Il sistema bancario italiano continua a recuperare in salute, come dimostrano i conti trimestrali dei due leader, Intesa Sanpaolo e Unicredit, tornati sui livelli pre-crisi 2008, e i dati di settore di Banca d'Italia. L'istituto guidato da Carlo Messina ha aperto il 2018 con risultati record grazie in particolare all'andamento delle commissioni e alla forte crescita del trading, a fronte di costi generali limati di un ulteriore 1% e di nuovi crediti in sofferenza a livelli molto contenuti.
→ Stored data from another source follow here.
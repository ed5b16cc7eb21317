//! Linear models

use super::{argmax, check_width, ClassLabel, InputSchema, ModelError, Predictor};
use serde::{Deserialize, Serialize};

/// Logistic regression classifier.
///
/// A single coefficient row is a binary model whose positive score selects
/// `classes[1]`; otherwise the highest-scoring row wins.
#[derive(Debug, Clone, PartialEq, Serialize, Deserialize)]
pub struct LogisticRegression {
    pub coef: Vec<Vec<f64>>,
    pub intercept: Vec<f64>,
    pub classes: Vec<ClassLabel>,
    #[serde(default)]
    pub inputs: InputSchema,
    #[serde(skip)]
    width: usize,
}

impl LogisticRegression {
    pub fn new(
        coef: Vec<Vec<f64>>,
        intercept: Vec<f64>,
        classes: Vec<ClassLabel>,
        inputs: InputSchema,
    ) -> Result<Self, String> {
        Self {
            coef,
            intercept,
            classes,
            inputs,
            width: 0,
        }
        .validated()
    }

    pub(crate) fn validated(mut self) -> Result<Self, String> {
        let first = self.coef.first().ok_or("coef is empty")?;
        if self.coef.iter().any(|row| row.len() != first.len()) {
            return Err("coef rows differ in length".to_string());
        }
        if self.intercept.len() != self.coef.len() {
            return Err(format!(
                "{} intercepts for {} coefficient rows",
                self.intercept.len(),
                self.coef.len()
            ));
        }
        let expected_classes = if self.coef.len() == 1 { 2 } else { self.coef.len() };
        if self.classes.len() != expected_classes {
            return Err(format!(
                "expected {} classes, found {}",
                expected_classes,
                self.classes.len()
            ));
        }
        self.width = self.inputs.resolve_width(Some(first.len()))?;
        Ok(self)
    }

    fn scores(&self, row: &[f64]) -> Vec<f64> {
        self.coef
            .iter()
            .zip(&self.intercept)
            .map(|(weights, b)| dot(weights, row) + b)
            .collect()
    }
}

impl Predictor for LogisticRegression {
    fn kind(&self) -> &'static str {
        "LogisticRegression"
    }

    fn inputs(&self) -> &InputSchema {
        &self.inputs
    }

    fn n_features_in(&self) -> Option<usize> {
        Some(self.width)
    }

    fn predict(&self, row: &[f64]) -> Result<ClassLabel, ModelError> {
        check_width(self.kind(), self.width, row)?;
        let scores = self.scores(row);
        let index = if scores.len() == 1 {
            usize::from(scores[0] > 0.0)
        } else {
            argmax(&scores).ok_or_else(|| ModelError::Runtime("no class scores".to_string()))?
        };
        Ok(self.classes[index].clone())
    }
}

/// Ordinary least squares regressor
#[derive(Debug, Clone, PartialEq, Serialize, Deserialize)]
pub struct LinearRegression {
    pub coef: Vec<f64>,
    pub intercept: f64,
    #[serde(default)]
    pub inputs: InputSchema,
}

impl LinearRegression {
    pub(crate) fn validated(self) -> Result<Self, String> {
        if self.coef.is_empty() {
            return Err("coef is empty".to_string());
        }
        self.inputs.resolve_width(Some(self.coef.len()))?;
        Ok(self)
    }
}

impl Predictor for LinearRegression {
    fn kind(&self) -> &'static str {
        "LinearRegression"
    }

    fn inputs(&self) -> &InputSchema {
        &self.inputs
    }

    fn n_features_in(&self) -> Option<usize> {
        Some(self.coef.len())
    }

    fn predict(&self, row: &[f64]) -> Result<ClassLabel, ModelError> {
        check_width(self.kind(), self.coef.len(), row)?;
        Ok(ClassLabel::Number(dot(&self.coef, row) + self.intercept))
    }
}

fn dot(a: &[f64], b: &[f64]) -> f64 {
    a.iter().zip(b).map(|(x, y)| x * y).sum()
}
Intesa Sanpaolo ha così registrato un utile netto trimestrale di 1,25 miliardi di euro, mentre il Common Equity Tier 1 è migliorato di 40 punti base arrivando a 13,4% (nonostante l'impatto negativo legato al primo utilizzo del nuovo principio contabile Ifrs9). La banca guidata da Jean-Pierre Mustier, invece, ha registrato un utile netto di 1,1 miliardi di euro e un CeT 1 pari al 13,06% (anche in questo caso nonostante un impatto di 104 punti base dall'applicazione delle nuove normative contabili).
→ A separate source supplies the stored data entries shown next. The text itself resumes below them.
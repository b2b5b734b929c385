//! Dealing: pairable card values and the value -> symbol mapping.
//!
//! Both sequences go through the same Fisher-Yates primitive so every
//! arrangement of the multiset is equally likely for a uniform RNG.

use rand::Rng;

/// Result of shuffling a fresh board.
#[derive(Debug, Clone, PartialEq, Eq)]
pub struct Deal {
    /// Card values in row-major grid order. Each value appears exactly twice.
    pub values: Vec<u32>,
    /// Symbol id for each value, indexed by value.
    pub symbols: Vec<u32>,
}

/// Uniform in-place shuffle.
///
/// Walks `n` from the length down to 2 and swaps slot `n - 1` with a uniformly
/// chosen slot in `[0, n - 1]`.
pub fn shuffle_in_place<T, R: Rng>(items: &mut [T], rng: &mut R) {
    for n in (2..=items.len()).rev() {
        let j = rng.gen_range(0..n);
        items.swap(n - 1, j);
    }
}

/// Doubled value list `[0, 0, 1, 1, ...]`, shuffled.
pub fn generate_values<R: Rng>(num_pairs: u32, rng: &mut R) -> Vec<u32> {
    let mut values: Vec<u32> = (0..num_pairs).flat_map(|value| [value, value]).collect();
    shuffle_in_place(&mut values, rng);
    values
}

/// Map every value in `[0, num_pairs)` to a symbol id in `[0, symbol_pool_size)`.
///
/// With enough symbols the assignment is injective. Otherwise the pool is
/// topped up by sampling extra ids with replacement and the whole list is
/// shuffled before assignment, so some symbols repeat.
pub fn generate_symbol_mapping<R: Rng>(
    num_pairs: u32,
    symbol_pool_size: u32,
    rng: &mut R,
) -> Vec<u32> {
    if num_pairs == 0 || symbol_pool_size == 0 {
        return Vec::new();
    }

    let mut symbols: Vec<u32> = (0..symbol_pool_size).collect();
    shuffle_in_place(&mut symbols, rng);

    if symbol_pool_size >= num_pairs {
        symbols.truncate(num_pairs as usize);
        return symbols;
    }

    while symbols.len() < num_pairs as usize {
        symbols.push(rng.gen_range(0..symbol_pool_size));
    }
    shuffle_in_place(&mut symbols, rng);
    symbols
}

/// Shuffle values and symbols for a board of `num_pairs` pairs.
pub fn deal<R: Rng>(num_pairs: u32, symbol_pool_size: u32, rng: &mut R) -> Deal {
    Deal {
        values: generate_values(num_pairs, rng),
        symbols: generate_symbol_mapping(num_pairs, symbol_pool_size, rng),
    }
}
Il CeT1 di Unicredit, inoltre, a fine anno dovrebbe risultare tra il 12,3% e il 12,6%, mentre per il 2019 dovrebbe risultare superiore al 12,5%, un livello, quest'ultimo, che se mantenuto potrebbe anche consentire a Unicredit di alzare il "payout" dall'attuale 20% (destinato a salire al 30% l'anno venturo) fino al 50% nei prossimi anni, una percentuale che a molti sembra ancora molto prudenziale rispetto agli obiettivi annunciati da Intesa Sanpaolo (che già parla di un futuro payout dell'85%). Il testa a testa tra i due principali gruppi creditizi italiani, dunque, prosegue, ma le strategie disegnate da Messina e Mustier restano tra loro differenti.
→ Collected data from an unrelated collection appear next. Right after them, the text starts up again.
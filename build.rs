//! Build script that embeds the commit hash and build date for `pairs --version`.

use std::env;
use std::fs;
use std::path::Path;
use std::process::Command;

fn git_short_hash() -> Option<String> {
    let output = Command::new("git")
        .args(["rev-parse", "--short=7", "HEAD"])
        .output()
        .ok()?;
    if !output.status.success() {
        return None;
    }
    let hash = String::from_utf8(output.stdout).ok()?;
    let hash = hash.trim();
    (!hash.is_empty()).then(|| hash.to_string())
}

fn main() {
    let commit = env::var("PAIRS_BUILD_COMMIT")
        .ok()
        .or_else(git_short_hash)
        .unwrap_or_else(|| "unknown".to_string());

    let date = env::var("PAIRS_BUILD_DATE")
        .unwrap_or_else(|_| chrono::Utc::now().format("%Y-%m-%d").to_string());

    let out_dir = env::var("OUT_DIR").expect("cargo sets OUT_DIR for build scripts");
    let dest_path = Path::new(&out_dir).join("build_info.rs");

    let contents = format!(
        "pub const BUILD_COMMIT: &str = {commit:?};\npub const BUILD_DATE: &str = {date:?};\n"
    );
    fs::write(&dest_path, contents).expect("failed to write build_info.rs");

    println!("cargo:rerun-if-changed=.git/HEAD");
    println!("cargo:rerun-if-env-changed=PAIRS_BUILD_COMMIT");
    println!("cargo:rerun-if-env-changed=PAIRS_BUILD_DATE");
}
Il banchiere italiano ha premuto l'acceleratore sul risparmio gestito e proprio il buon andamento di tale business ha contribuito a far sì che dopo solo tre mesi Intesa Sanpaolo sia già arrivata ad un terzo dell'obiettivo di utile per l'intero esercizio. Il suo collega francese ha invece continuato a focalizzarsi sull'opera di pulizia del bilancio, riducendo i crediti deteriorati del 19,1% su base annua a 44,6 miliardi con un'incidenza sul totale dei crediti scesa al 9,5%, crediti deteriorati rappresentati da 25,2 miliardi di sofferenze, coperte al 73% e da 18,3 miliardi di inadempienze probabili, coperte al 44,1%. Una pulizia che proseguirà anche nel corso dell'anno, visto che Unicredit ha in previsione la cessione di altri 4 miliardi tra sofferenze e inadempienze probabili entro la fine dell'anno.

Da parte sua Messina ha invece confermato di essere interessato a dar vita a un'alleanza internazionale nel settore dell'asset management, "un business di scala" rispetto al quale Unicredit ha fatto un passo indietro cedendo il controllo di Pioneer Asset Management ad Amundi e in cui invece Intesa Sanpaolo vuole essere uno "dei leader in questo settore, per cui se possibile vogliamo arrivare a un'alleanza con un player globale che possa rappresentare un incremento di valore del gruppo per i nostri azionisti".

"Ci stiamo ancora lavorando" ha concluso Messina, intenzionato a valutare "le diverse opzioni, transazioni o alleanze strategiche" anche se lo schema di base a cui starebbe lavorando il gruppo è quello di una partnership che consenta alla banca italiana di entrare in una piattaforma all'avanguardia per quanto riguarda le tecnologie e la visione globale dei mercati e potrebbe prevedere anche uno scambio azionario, ma che comunque non metta in discussione il mantenimento del controllo delle attività di asset management.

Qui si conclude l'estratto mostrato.